Last week’s post about names for globetrotters took us through Africa, Europe, and Asia, and unearthed tons of potential place names for your little citizen of the world. This week’s post looks at place names in North America, South America, and the Caribbean.
I’ve only just scratched the surface of possible place names. In order to limit my list, I ignored historic names no longer in use, poetic references, small villages, regions, rivers, mountains, forests, and lots of other sources of inspiration.
Slicing up the names into continents wasn’t easy, either.

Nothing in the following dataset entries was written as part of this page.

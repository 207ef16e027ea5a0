//! Retry Strategies Example
//!
//! Runs an always-failing source under each of the four retry strategies and
//! logs every attempt. Each producer makes one original attempt plus two
//! retries before surfacing the error.
//!
//! Run with: cargo run --example retry_strategies

use std::sync::atomic::{AtomicU32, Ordering};
use std::sync::Arc;
use std::time::Duration;

use futures::{stream, StreamExt};
use rxext::prelude::*;
use rxext::RetryEvent;
use tokio::time::Instant;

#[derive(Debug, Clone)]
struct ServiceError {
    code: i32,
}

impl std::fmt::Display for ServiceError {
    fn fmt(&self, f: &mut std::fmt::Formatter<'_>) -> std::fmt::Result {
        write!(f, "service error {}", self.code)
    }
}

impl std::error::Error for ServiceError {}

async fn run(name: &str, policy: RetryPolicy) {
    println!("\n=== {} ===", name);

    let subscriptions = Arc::new(AtomicU32::new(0));
    let start = Instant::now();

    let producer = retry_with_hooks(
        {
            let subscriptions = subscriptions.clone();
            move || {
                subscriptions.fetch_add(1, Ordering::SeqCst);
                stream::iter(vec![Err::<i32, _>(ServiceError { code: 1 })])
            }
        },
        policy,
        |event: &RetryEvent<'_, ServiceError>| match event.next_delay {
            Some(delay) => println!(
                "  attempt {} failed ({}), retrying in {:?}",
                event.attempt, event.error, delay
            ),
            None => println!("  attempt {} failed ({}), giving up", event.attempt, event.error),
        },
    );

    let items: Vec<Result<i32, ServiceError>> = producer.collect().await;
    println!(
        "  {} subscriptions, {:?} elapsed, result: {:?}",
        subscriptions.load(Ordering::SeqCst),
        start.elapsed(),
        items
    );
}

#[tokio::main]
async fn main() {
    tracing_subscriber::fmt()
        .with_max_level(tracing::Level::DEBUG)
        .init();

    println!("Retry Strategies");
    println!("================");

    // Resubscribe at once
    run("immediate", RetryPolicy::immediate(2)).await;

    // Wait a fixed time between attempts
    run("delayed", RetryPolicy::delayed(2, Duration::from_millis(300))).await;

    // Caller decides each wait
    run(
        "customTimerDelayed",
        RetryPolicy::custom_timer_delayed(2, |attempt| {
            Duration::from_millis(100 * u64::from(attempt))
        }),
    )
    .await;

    // 300ms, then 600ms
    let exponential = RetryPolicy::exponential_delayed(2, Duration::from_millis(300), 2.0);
    match exponential.validate() {
        Ok(()) => run("exponentialDelayed", exponential).await,
        Err(e) => tracing::error!("invalid policy: {}", e),
    }

    println!("\n=== All strategies completed! ===");
}
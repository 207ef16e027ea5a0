//! FromAsync - adapt a callback-based function into a single-shot stream.

use std::fmt;
use std::future::Future;
use std::pin::Pin;
use std::sync::Arc;
use std::task::{Context, Poll};

use futures::channel::oneshot;
use futures::{ready, Stream};

/// The callback half handed to a function adapted by [`from_async`].
///
/// Calling [`complete`](Completion::complete) delivers the value to the
/// stream. Dropping it without completing ends the stream empty.
pub struct Completion<T> {
    tx: oneshot::Sender<T>,
}

impl<T> Completion<T> {
    /// Deliver the result.
    pub fn complete(self, value: T) {
        // The stream may already be gone; nobody is left to notify.
        let _ = self.tx.send(value);
    }

    /// Whether the stream stopped listening.
    pub fn is_canceled(&self) -> bool {
        self.tx.is_canceled()
    }
}

impl<T> fmt::Debug for Completion<T> {
    fn fmt(&self, f: &mut fmt::Formatter<'_>) -> fmt::Result {
        f.debug_struct("Completion")
            .field("canceled", &self.tx.is_canceled())
            .finish()
    }
}

type Start<T> = Box<dyn FnOnce(Completion<T>) + Send>;

/// Single-shot stream created by the factory returned from [`from_async`].
///
/// The wrapped function runs on the first poll, not at construction.
#[must_use = "streams do nothing unless polled"]
pub struct FromAsync<T> {
    start: Option<Start<T>>,
    rx: Option<oneshot::Receiver<T>>,
}

impl<T> FromAsync<T> {
    fn new(start: Start<T>) -> Self {
        FromAsync {
            start: Some(start),
            rx: None,
        }
    }
}

impl<T> fmt::Debug for FromAsync<T> {
    fn fmt(&self, f: &mut fmt::Formatter<'_>) -> fmt::Result {
        f.debug_struct("FromAsync")
            .field("started", &self.start.is_none())
            .field("pending", &self.rx.is_some())
            .finish()
    }
}

impl<T> Stream for FromAsync<T> {
    type Item = T;

    fn poll_next(self: Pin<&mut Self>, cx: &mut Context<'_>) -> Poll<Option<T>> {
        let this = self.get_mut();
        if let Some(start) = this.start.take() {
            let (tx, rx) = oneshot::channel();
            this.rx = Some(rx);
            start(Completion { tx });
        }
        let Some(rx) = this.rx.as_mut() else {
            return Poll::Ready(None);
        };
        let value = ready!(Pin::new(rx).poll(cx));
        this.rx = None;
        Poll::Ready(value.ok())
    }
}

/// Wrap a function taking arguments plus a completion callback.
///
/// Returns a factory: calling it with the arguments yields a [`FromAsync`]
/// stream that invokes `f` when first polled, emits the value passed to the
/// [`Completion`] and then completes.
///
/// # Example
///
/// ```rust
/// use futures::StreamExt;
/// use rxext::{from_async, Completion};
///
/// fn some_service((name, id): (&'static str, u32), done: Completion<String>) {
///     std::thread::spawn(move || done.complete(format!("{}#{}", name, id)));
/// }
///
/// # tokio_test::block_on(async {
/// let call = from_async(some_service);
/// let out: Vec<String> = call(("jake", 0)).collect().await;
/// assert_eq!(out, vec!["jake#0".to_string()]);
/// # });
/// ```
pub fn from_async<A, T, F>(f: F) -> impl Fn(A) -> FromAsync<T>
where
    F: Fn(A, Completion<T>) + Send + Sync + 'static,
    A: Send + 'static,
    T: Send + 'static,
{
    let f = Arc::new(f);
    move |args: A| {
        let f = Arc::clone(&f);
        FromAsync::new(Box::new(move |done| f(args, done)))
    }
}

There are a few North American locales that almost certainly originate in Europe, and the same is true for the South, too.

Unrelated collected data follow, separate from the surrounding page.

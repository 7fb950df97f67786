use serde::{Deserialize, Serialize};
use serde_with::{DisplayFromStr, PickFirst, serde_as};

use crate::state::{Event, EventDetails, EventId, Match, MatchId, ModelError, Participant};

/// Match as served by the event service.
#[serde_as]
#[derive(Debug, Clone, Serialize, Deserialize, PartialEq, Eq)]
pub struct MatchEntity {
    /// Numeric identifier; numeric strings are accepted too.
    #[serde_as(as = "PickFirst<(_, DisplayFromStr)>")]
    pub id: u64,
    /// Round number, starting at 1.
    #[serde_as(as = "PickFirst<(_, DisplayFromStr)>")]
    pub round: u32,
    /// First player's gamertag.
    pub player1: String,
    /// Absent, `null` or empty for a bye.
    #[serde(default)]
    pub player2: Option<String>,
    /// Absent, `null` or empty while undecided.
    #[serde(default)]
    pub winner: Option<String>,
}

/// Event as served by the event service.
#[serde_as]
#[derive(Debug, Clone, Serialize, Deserialize, PartialEq, Eq)]
pub struct EventEntity {
    /// Numeric identifier; numeric strings are accepted too.
    #[serde_as(as = "PickFirst<(_, DisplayFromStr)>")]
    pub id: u64,
    /// Display title.
    #[serde(default)]
    pub title: String,
    /// Free-form description.
    #[serde(default)]
    pub description: String,
    /// Date as entered by the organiser.
    #[serde(default)]
    pub date: String,
    /// Venue.
    #[serde(default)]
    pub location: String,
    /// Gamertags; blank entries are dropped on conversion.
    #[serde(default)]
    pub participants: Vec<String>,
    /// Every match of the bracket.
    #[serde(default)]
    pub matches: Vec<MatchEntity>,
}

/// `GET /events/{id}` and `POST /events` response body.
#[derive(Debug, Deserialize, Serialize)]
pub struct EventEnvelope {
    /// Wrapped event.
    pub event: EventEntity,
}

/// `GET /events` response body.
#[derive(Debug, Deserialize, Serialize)]
pub struct EventsEnvelope {
    /// Wrapped events.
    #[serde(default)]
    pub events: Vec<EventEntity>,
}

/// `PATCH /events/{id}/matches/{match_id}` response body.
#[derive(Debug, Deserialize, Serialize)]
pub struct MatchEnvelope {
    /// Wrapped match, under the `match` key.
    #[serde(rename = "match")]
    pub entry: MatchEntity,
}

/// `PATCH /events/{id}/matches/{match_id}` request body.
#[derive(Debug, Serialize)]
pub struct WinnerPatch<'a> {
    /// Requested winner.
    pub winner: &'a str,
}

/// `POST /events` request body.
#[derive(Debug, Clone, Serialize, Deserialize, PartialEq, Eq)]
pub struct NewEvent {
    /// Display title.
    pub title: String,
    /// Date as entered by the organiser.
    pub date: String,
    /// Venue.
    pub location: String,
    /// Free-form description.
    pub description: String,
    /// Gamertags of the entrants.
    pub participants: Vec<String>,
}

fn non_empty(value: Option<String>) -> Option<String> {
    value.filter(|v| !v.trim().is_empty())
}

impl TryFrom<MatchEntity> for Match {
    type Error = ModelError;

    fn try_from(entity: MatchEntity) -> Result<Self, Self::Error> {
        Match::new(
            MatchId(entity.id),
            entity.round,
            entity.player1,
            non_empty(entity.player2),
            non_empty(entity.winner),
        )
    }
}

impl TryFrom<EventEntity> for Event {
    type Error = ModelError;

    fn try_from(entity: EventEntity) -> Result<Self, Self::Error> {
        // Blank participant lines are dropped rather than failing the whole event.
        let participants = entity
            .participants
            .iter()
            .filter_map(|name| Participant::new(name).ok())
            .collect();

        let matches = entity
            .matches
            .into_iter()
            .map(Match::try_from)
            .collect::<Result<Vec<_>, _>>()?;

        Event::new(
            EventId(entity.id),
            EventDetails {
                title: entity.title,
                description: entity.description,
                date: entity.date,
                location: entity.location,
                participants,
            },
            matches,
        )
    }
}
//! Access to the remote event service.

/// Fetch-side error taxonomy shared by every event store.
pub mod error;
/// Event service abstraction and its implementations.
pub mod event_store;
/// Wire representations of the event service payloads.
pub mod models;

I also feel like I’m missing tons of great possibilities, so I’m hoping you’ll add to this collection.
With all of those caveats, I’m delighted by how many truly wearable names can be borrowed from the map. I’m in love with the idea of Macon and Marigot at the moment, but Santander and Serra have captured my imagination, too.

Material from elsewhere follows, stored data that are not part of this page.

use serde::Serialize;
use thiserror::Error;
use time::OffsetDateTime;
use uuid::Uuid;

use crate::state::bracket::EventId;

/// Lifecycle phases of a live subscription.
#[derive(Debug, Clone, Copy, PartialEq, Eq, Serialize)]
#[serde(rename_all = "snake_case")]
pub enum SessionPhase {
    /// No live subscription; the store only serves what it already holds.
    Unsubscribed,
    /// Initial fetch and channel connection are in flight.
    Subscribing,
    /// A fetch has completed and the channel is open.
    Active,
    /// The channel dropped; the store keeps serving last-known state.
    Degraded,
}

/// Connection state of the push channel as seen by the session.
#[derive(Debug, Clone, Copy, PartialEq, Eq, Serialize)]
#[serde(rename_all = "snake_case")]
pub enum ConnectionState {
    /// No channel open.
    Disconnected,
    /// A connection attempt is in flight.
    Connecting,
    /// Messages are flowing.
    Connected,
    /// The last attempt or connection failed.
    Error,
}

/// Inputs that drive the session state machine.
#[derive(Debug, Clone, Copy, PartialEq, Eq)]
pub enum SessionTrigger {
    /// Consumer asked for live updates.
    Subscribe,
    /// A full fetch was applied to the store.
    FetchCompleted,
    /// The channel started a (re)connection attempt.
    ChannelConnecting,
    /// The channel is open and delivering messages.
    ChannelOpened,
    /// The channel failed.
    ChannelFaulted,
    /// The peer closed the channel.
    ChannelClosed,
    /// Consumer tore the subscription down.
    Unsubscribe,
}

/// Error returned when a trigger is not valid in the current phase.
#[derive(Debug, Clone, PartialEq, Eq, Error)]
#[error("invalid session transition: {trigger:?} cannot be applied while {from:?}")]
pub struct InvalidTransition {
    /// Phase the session was in.
    pub from: SessionPhase,
    /// Refused trigger.
    pub trigger: SessionTrigger,
}

/// Result of a successfully applied trigger.
#[derive(Debug, Clone, Copy, PartialEq, Eq)]
pub struct Transition {
    /// Phase before the trigger.
    pub from: SessionPhase,
    /// Phase after the trigger.
    pub to: SessionPhase,
    /// New connection state, when it changed.
    pub connection: Option<ConnectionState>,
}

impl Transition {
    /// True when the phase moved.
    pub fn phase_changed(&self) -> bool {
        self.from != self.to
    }
}

/// One active subscription to an event's live matches.
#[derive(Debug, Clone)]
pub struct SyncSession {
    id: Uuid,
    event_id: EventId,
    phase: SessionPhase,
    connection: ConnectionState,
    fetched: bool,
    last_fetch_at: Option<OffsetDateTime>,
    consecutive_faults: u32,
    connection_lost: bool,
    version: usize,
}

impl SyncSession {
    /// Create a session in the `Unsubscribed` phase.
    pub fn new(event_id: EventId) -> Self {
        Self {
            id: Uuid::new_v4(),
            event_id,
            phase: SessionPhase::Unsubscribed,
            connection: ConnectionState::Disconnected,
            fetched: false,
            last_fetch_at: None,
            consecutive_faults: 0,
            connection_lost: false,
            version: 0,
        }
    }

    /// Unique session identifier.
    pub fn id(&self) -> Uuid {
        self.id
    }

    /// Tracked event.
    pub fn event_id(&self) -> EventId {
        self.event_id
    }

    /// Current phase.
    pub fn phase(&self) -> SessionPhase {
        self.phase
    }

    /// Current channel connection state.
    pub fn connection(&self) -> ConnectionState {
        self.connection
    }

    /// Time of the last full fetch applied to the store.
    pub fn last_fetch_at(&self) -> Option<OffsetDateTime> {
        self.last_fetch_at
    }

    /// Channel faults or closes since the last successful open.
    pub fn consecutive_faults(&self) -> u32 {
        self.consecutive_faults
    }

    /// True once the fault ceiling was exceeded and live updates stopped.
    pub fn connection_lost(&self) -> bool {
        self.connection_lost
    }

    /// Number of applied transitions.
    pub fn version(&self) -> usize {
        self.version
    }

    pub(crate) fn mark_connection_lost(&mut self) {
        self.connection_lost = true;
    }

    /// Apply a trigger, updating phase, connection state and bookkeeping.
    pub fn apply(&mut self, trigger: SessionTrigger) -> Result<Transition, InvalidTransition> {
        let (phase, connection) = self.compute_transition(trigger)?;

        match trigger {
            SessionTrigger::Subscribe => {
                self.fetched = false;
                self.consecutive_faults = 0;
                self.connection_lost = false;
            }
            SessionTrigger::FetchCompleted => {
                self.fetched = true;
                self.last_fetch_at = Some(OffsetDateTime::now_utc());
            }
            SessionTrigger::ChannelOpened => self.consecutive_faults = 0,
            SessionTrigger::ChannelFaulted | SessionTrigger::ChannelClosed => {
                self.consecutive_faults = self.consecutive_faults.saturating_add(1);
            }
            SessionTrigger::ChannelConnecting | SessionTrigger::Unsubscribe => {}
        }

        let transition = Transition {
            from: self.phase,
            to: phase,
            connection: (connection != self.connection).then_some(connection),
        };
        self.phase = phase;
        self.connection = connection;
        self.version += 1;

        Ok(transition)
    }

    fn compute_transition(
        &self,
        trigger: SessionTrigger,
    ) -> Result<(SessionPhase, ConnectionState), InvalidTransition> {
        use SessionPhase::*;
        use SessionTrigger::*;

        let next = match (self.phase, trigger) {
            (Unsubscribed, Subscribe) => (Subscribing, ConnectionState::Disconnected),
            (from @ Unsubscribed, trigger) | (from, trigger @ Subscribe) => {
                return Err(InvalidTransition { from, trigger });
            }
            (_, Unsubscribe) => (Unsubscribed, ConnectionState::Disconnected),
            (Subscribing, FetchCompleted) if self.connection == ConnectionState::Connected => {
                (Active, self.connection)
            }
            (phase, FetchCompleted) => (phase, self.connection),
            (phase, ChannelConnecting) => (phase, ConnectionState::Connecting),
            (_, ChannelOpened) if self.fetched => (Active, ConnectionState::Connected),
            (_, ChannelOpened) => (Subscribing, ConnectionState::Connected),
            (_, ChannelFaulted) => (Degraded, ConnectionState::Error),
            (_, ChannelClosed) => (Degraded, ConnectionState::Disconnected),
        };

        Ok(next)
    }
}

#[cfg(test)]
mod tests {
    use super::*;

    fn subscribed() -> SyncSession {
        let mut session = SyncSession::new(EventId(1));
        session.apply(SessionTrigger::Subscribe).unwrap();
        session
    }

    #[test]
    fn initial_phase_is_unsubscribed() {
        let session = SyncSession::new(EventId(1));
        assert_eq!(session.phase(), SessionPhase::Unsubscribed);
        assert_eq!(session.connection(), ConnectionState::Disconnected);
    }

    #[test]
    fn active_requires_fetch_and_open_channel() {
        let mut session = subscribed();
        assert_eq!(session.phase(), SessionPhase::Subscribing);

        session.apply(SessionTrigger::ChannelConnecting).unwrap();
        let opened = session.apply(SessionTrigger::ChannelOpened).unwrap();
        assert_eq!(opened.to, SessionPhase::Subscribing);
        assert_eq!(opened.connection, Some(ConnectionState::Connected));

        let fetched = session.apply(SessionTrigger::FetchCompleted).unwrap();
        assert!(fetched.phase_changed());
        assert_eq!(fetched.to, SessionPhase::Active);
        assert!(session.last_fetch_at().is_some());
    }

    #[test]
    fn fetch_first_then_channel_also_activates() {
        let mut session = subscribed();
        session.apply(SessionTrigger::FetchCompleted).unwrap();
        assert_eq!(session.phase(), SessionPhase::Subscribing);
        session.apply(SessionTrigger::ChannelOpened).unwrap();
        assert_eq!(session.phase(), SessionPhase::Active);
    }

    #[test]
    fn faults_degrade_and_reopen_recovers() {
        let mut session = subscribed();
        session.apply(SessionTrigger::FetchCompleted).unwrap();
        session.apply(SessionTrigger::ChannelOpened).unwrap();

        session.apply(SessionTrigger::ChannelFaulted).unwrap();
        session.apply(SessionTrigger::ChannelConnecting).unwrap();
        session.apply(SessionTrigger::ChannelClosed).unwrap();
        assert_eq!(session.phase(), SessionPhase::Degraded);
        assert_eq!(session.consecutive_faults(), 2);

        // A refresh while degraded does not pretend the channel is back.
        session.apply(SessionTrigger::FetchCompleted).unwrap();
        assert_eq!(session.phase(), SessionPhase::Degraded);

        session.apply(SessionTrigger::ChannelOpened).unwrap();
        assert_eq!(session.phase(), SessionPhase::Active);
        assert_eq!(session.consecutive_faults(), 0);
    }

    #[test]
    fn fault_before_first_fetch_degrades() {
        let mut session = subscribed();
        session.apply(SessionTrigger::ChannelFaulted).unwrap();
        assert_eq!(session.phase(), SessionPhase::Degraded);
        session.apply(SessionTrigger::ChannelOpened).unwrap();
        assert_eq!(session.phase(), SessionPhase::Subscribing);
    }

    #[test]
    fn triggers_are_invalid_while_unsubscribed() {
        let mut session = SyncSession::new(EventId(1));
        let err = session.apply(SessionTrigger::ChannelOpened).unwrap_err();
        assert_eq!(
            err,
            InvalidTransition {
                from: SessionPhase::Unsubscribed,
                trigger: SessionTrigger::ChannelOpened,
            }
        );
        assert_eq!(session.version(), 0);
    }

    #[test]
    fn double_subscribe_is_invalid() {
        let mut session = subscribed();
        let err = session.apply(SessionTrigger::Subscribe).unwrap_err();
        assert_eq!(err.from, SessionPhase::Subscribing);
    }

    #[test]
    fn unsubscribe_from_any_live_phase() {
        let mut session = subscribed();
        session.apply(SessionTrigger::ChannelFaulted).unwrap();
        let transition = session.apply(SessionTrigger::Unsubscribe).unwrap();
        assert_eq!(transition.to, SessionPhase::Unsubscribed);
        assert_eq!(transition.connection, Some(ConnectionState::Disconnected));
    }
}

Read on for more baby names borrowed from the map!
Place Names from North America & the Caribbean
Abilene – I love the cowgirl vibe of this Texas town, plus the easy nickname Abby.
Albany – This could work for a son or daughter, though I’ll admit that I’ve never been there. Is it picturesque?
Atlanta – I love the sound of Atlanta, so close to the mythological Atalanta. It was rumored to be a favorite of the Beckhams, too.
Auburn – Worn by a color, a university, and many a town, that Au is popular for boys and girls – think of Autumn and …
Austin – Wildly popular, both as a destination and a child’s name.
Boston – Recent tragedy aside, Boston is a great town that wears well on a boy. Though it is a reminder of the pitfalls of place naming: any city can make headlines in a negative fashion.
Calgary – I’m not sure about this one. I’ve omitted Toronto and Montreal from this list, but Calgary’s Cal makes me think he might be an out-there choice for a boy that still works.
Dallas – A place name powerful enough to inspire a television series, there’s some serious swagger to Dallas.
Dayton – It makes me think of Ohio, but others will hear him as a brother to Trayton, Jayden, and company.
Decatur – Another Georgia place name. And Illinois. And Nebraska, Michigan, Iowa, Alabama, Texas … Most – if not all – of them were named in honor of late eighteenth and early nineteenth century American naval hero Stephen Decatur, Jr.
Denver – A musical name thanks to John Denver, the mile-high city is also capital of Colorado.
Hamilton – A preppy, unexpected surname worn by a city in Ontario.
Havana – Why is Savannah so stylish and Havana so neglected? Search me. With so much history, Havana feels like an appealing possibility.
Houston – Another storied Texas city, though the associations with NASA’s mission control are so close that Houston might feel like a problem.
Hudson – My first thought is always Hudson Bay and the Hudson River, but this is a popular place name, too, thanks in large part to explorer Henry Hudson, even though his last voyage resulted in mutiny. Another intriguing thing about Hudson: Hud was a short form of names like Hugh and Richard once, making it a possible way to honor a loved one while using an on-trend name.
Jackson – Another choice found all over the map and in a nursery school near you.
Joliette – I found this one in Quebec, a mix of Juliet and the pretty Jolie.
Kingston – Gwen Stefani put this regal place name on the map.
Macon – Rhymes with bacon, and reminds me of the mega-popular Mason.
Marigot – It’s the capital of St. Martin in the Caribbean, named for a swamp. I think it means tiny, but I can’t be too sure … it feels like a pretty mash-up of Marie and Margot.
Memphis – It was an ancient place name long before Tennessee existed.
Miami – Other great American cities, like Chicago, don’t quite fit as given name. But Miami could be just right for a daughter.
Phoenix – Popular for many reasons, including its status as a place name.
Providence – A New England name with a heavy virtue vibe.
Salem – The witchcraft trials make this lean a little bit goth, but on sound alone Salem is winning.
Tulsa – If names like Lorna and Gilda were stylish, Tulsa would almost certainly be wearable. But maybe she reads a little too clunky right now.
Place Names from South America
Altamira – With Uma’s little Altalune, maybe Brazil’s Altamira can inspire parents.
Salvador – A common place name and given name with a heavy meaning – savior. Though must of us will probably think of the painter Salvador Dali first.
Santander – It’s another saintly name, this time after either Andrew, or the more obscure Emeterius. Either way, I really should have added Santander to the European list – the Colombian location is clearly named after the original.
Santiago – Smoosh together Saint and James and you’ll arrive at this popular place name. It’s also very stylish in the Spanish-speaking world, especially Argentina.
Serra – A common place name, could Serra be an update for Sarah, or would it be too confusing?
Quito – I don’t like the way “quit” looks in this Ecuadorian place name, but the sound key TOE is appealing.
Which place names have I missed? Would you consider any of these as names for a child? Met any kids with great place names?